Passing the light on
Jean-Paul Ingrand ‘s paintings invite us to faraway trips.
Making our way into a palette of various shades whose light is the glorious shining of the soul.
The stroller who embarks into the path mapped out step after step by the work of the painter is first and foremost caught by the aesthetic quality of the line drawn where the substance moves forward being blunt,stark naked, dense and shifting, clear, dark. If the stroller walks on, he will have to give rhythm to his step within the tempo of his work, being quiet and determined. He will have to agree to leave on the edge of his path the emergencies of the present which keep him in his own forgetfulness.
He will have to take his time and be watchful.

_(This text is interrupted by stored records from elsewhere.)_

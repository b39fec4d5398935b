//! UTF-8-boundary-safe byte-to-line framing.
//!
//! A PTY read can split a multi-byte UTF-8 codepoint across two `read()`
//! calls. [`LineFramer`] never hands a consumer a partial codepoint: it
//! retains undecodable trailing bytes until a following chunk completes
//! them, and only then splits the result on line boundaries.
//!
//! `\r\n` is treated as a single line boundary, matching terminal
//! conventions, not `\n` followed by an empty line.

/// Accumulates raw bytes across reads and yields complete, valid UTF-8 lines.
#[derive(Default)]
pub struct LineFramer {
    /// Bytes carried over from the previous push: either an incomplete
    /// UTF-8 sequence, or a line fragment with no terminator yet.
    pending: Vec<u8>,
}

impl LineFramer {
    pub fn new() -> Self {
        Self { pending: Vec::new() }
    }

    /// Feed new raw bytes. Returns complete lines (terminator stripped) in
    /// order. Incomplete trailing data is retained for the next call.
    pub fn push(&mut self, bytes: &[u8]) -> Vec<String> {
        self.pending.extend_from_slice(bytes);

        let (text, consumed) = Self::decode_prefix(&self.pending);
        self.pending.drain(..consumed);

        let mut lines = Vec::new();
        let mut rest = text.as_str();
        loop {
            if let Some(idx) = rest.find('\n') {
                let mut line = &rest[..idx];
                if let Some(stripped) = line.strip_suffix('\r') {
                    line = stripped;
                }
                lines.push(line.to_string());
                rest = &rest[idx + 1..];
            } else {
                break;
            }
        }
        // Anything left over without a terminator goes back into pending as
        // bytes, so it's re-decoded (and possibly joined with more data) on
        // the next push.
        if !rest.is_empty() {
            let mut carry = rest.as_bytes().to_vec();
            carry.extend_from_slice(&self.pending);
            self.pending = carry;
        }
        lines
    }

    /// Force out whatever partial line remains, without a terminator. Used
    /// when a session closes or a consumer explicitly requests a flush.
    pub fn flush(&mut self) -> Option<String> {
        if self.pending.is_empty() {
            return None;
        }
        let text = String::from_utf8_lossy(&self.pending).into_owned();
        self.pending.clear();
        if text.is_empty() {
            None
        } else {
            Some(text)
        }
    }

    /// Decode the longest valid-UTF-8 prefix of `buf`. Returns the decoded
    /// text and the number of bytes consumed from the front. The remainder
    /// (0-3 bytes) is an incomplete trailing codepoint left for the caller
    /// to retain.
    fn decode_prefix(buf: &[u8]) -> (String, usize) {
        match std::str::from_utf8(buf) {
            Ok(s) => (s.to_string(), buf.len()),
            Err(e) => {
                let valid_up_to = e.valid_up_to();
                // error_len() == None means the tail is a valid prefix of some
                // codepoint, just truncated — keep it pending. Some(n) means
                // those bytes are genuinely invalid; decode up to the error
                // lossily once so the consumer isn't stuck forever.
                if e.error_len().is_some() {
                    let text = String::from_utf8_lossy(buf).into_owned();
                    (text, buf.len())
                } else {
                    let text = std::str::from_utf8(&buf[..valid_up_to])
                        .unwrap_or_default()
                        .to_string();
                    (text, valid_up_to)
                }
            }
        }
    }
}

#[cfg(test)]
mod tests {
    use super::*;

    #[test]
    fn split_codepoint_across_pushes_decodes_cleanly() {
        let mut framer = LineFramer::new();
        let full = "café\n".as_bytes().to_vec();
        // Split in the middle of the 2-byte 'é' (0xC3 0xA9).
        let split_at = full.iter().position(|&b| b == 0xC3).unwrap() + 1;
        let (a, b) = full.split_at(split_at);
        assert!(framer.push(a).is_empty());
        let lines = framer.push(b);
        assert_eq!(lines, vec!["café".to_string()]);
    }

    #[test]
    fn crlf_is_one_boundary() {
        let mut framer = LineFramer::new();
        let lines = framer.push(b"hello\r\nworld\r\n");
        assert_eq!(lines, vec!["hello".to_string(), "world".to_string()]);
    }

    #[test]
    fn partial_line_waits_for_terminator() {
        let mut framer = LineFramer::new();
        assert!(framer.push(b"no newline yet").is_empty());
        let lines = framer.push(b" now\n");
        assert_eq!(lines, vec!["no newline yet now".to_string()]);
    }

    #[test]
    fn flush_returns_trailing_fragment() {
        let mut framer = LineFramer::new();
        framer.push(b"dangling");
        assert_eq!(framer.flush(), Some("dangling".to_string()));
        assert_eq!(framer.flush(), None);
    }
}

As a new world is now presented to him.
The Ereignis of a pictorial matrix where – through the intervening mediation of an originally wroughtsubstance – the mirror and the reflections of a new vision of the world are now created. Solid, crystalline, dark, fluid, translucent, diaphanous, transparent, this substance nowcomes in a variety of compactor fragmented masses, in a rain of thin and flowing lines, in strait or curved strokes appearing similar to numerous kaleidoscopic places which become necessary to the miraculous happening of the light.
It is here indeed, in such a capacity for sudden appearance, that the work of the painter suddenly takes all its meaning and summons our dasein in the heart of the surprising flashes of the light. This is why,in the end, beingthus far caught in the excess of his own share of darkness, the solitary stroller may, in the path of these dazzling sights, look for the stump of his own blindnessand he finds, in the far reaches of his safe and long walk, the tranquil space of a quiet social life.
Thus, in this way of thinking about the observation of the world which Jean Paul Ingrand ‘s own work offers to our own vision, being thenrid of a materialistic conception of nature, a multiplicity ofwaysare promised to the human being in search of wisdom. The first one among them couldundoubtedly be the one which consists in accepting the vision of the work upon itself as asparkling light where one can draw the potentialities of its budding humanity.
In this way, the piece of work which is offered to us in this vast work is the one of an artistwhose labor feeds on the potentialities left open thanks to the thoughts which came from the Enlightenment.
Jean-Paul Ingrand, a painter of the Enlightenment.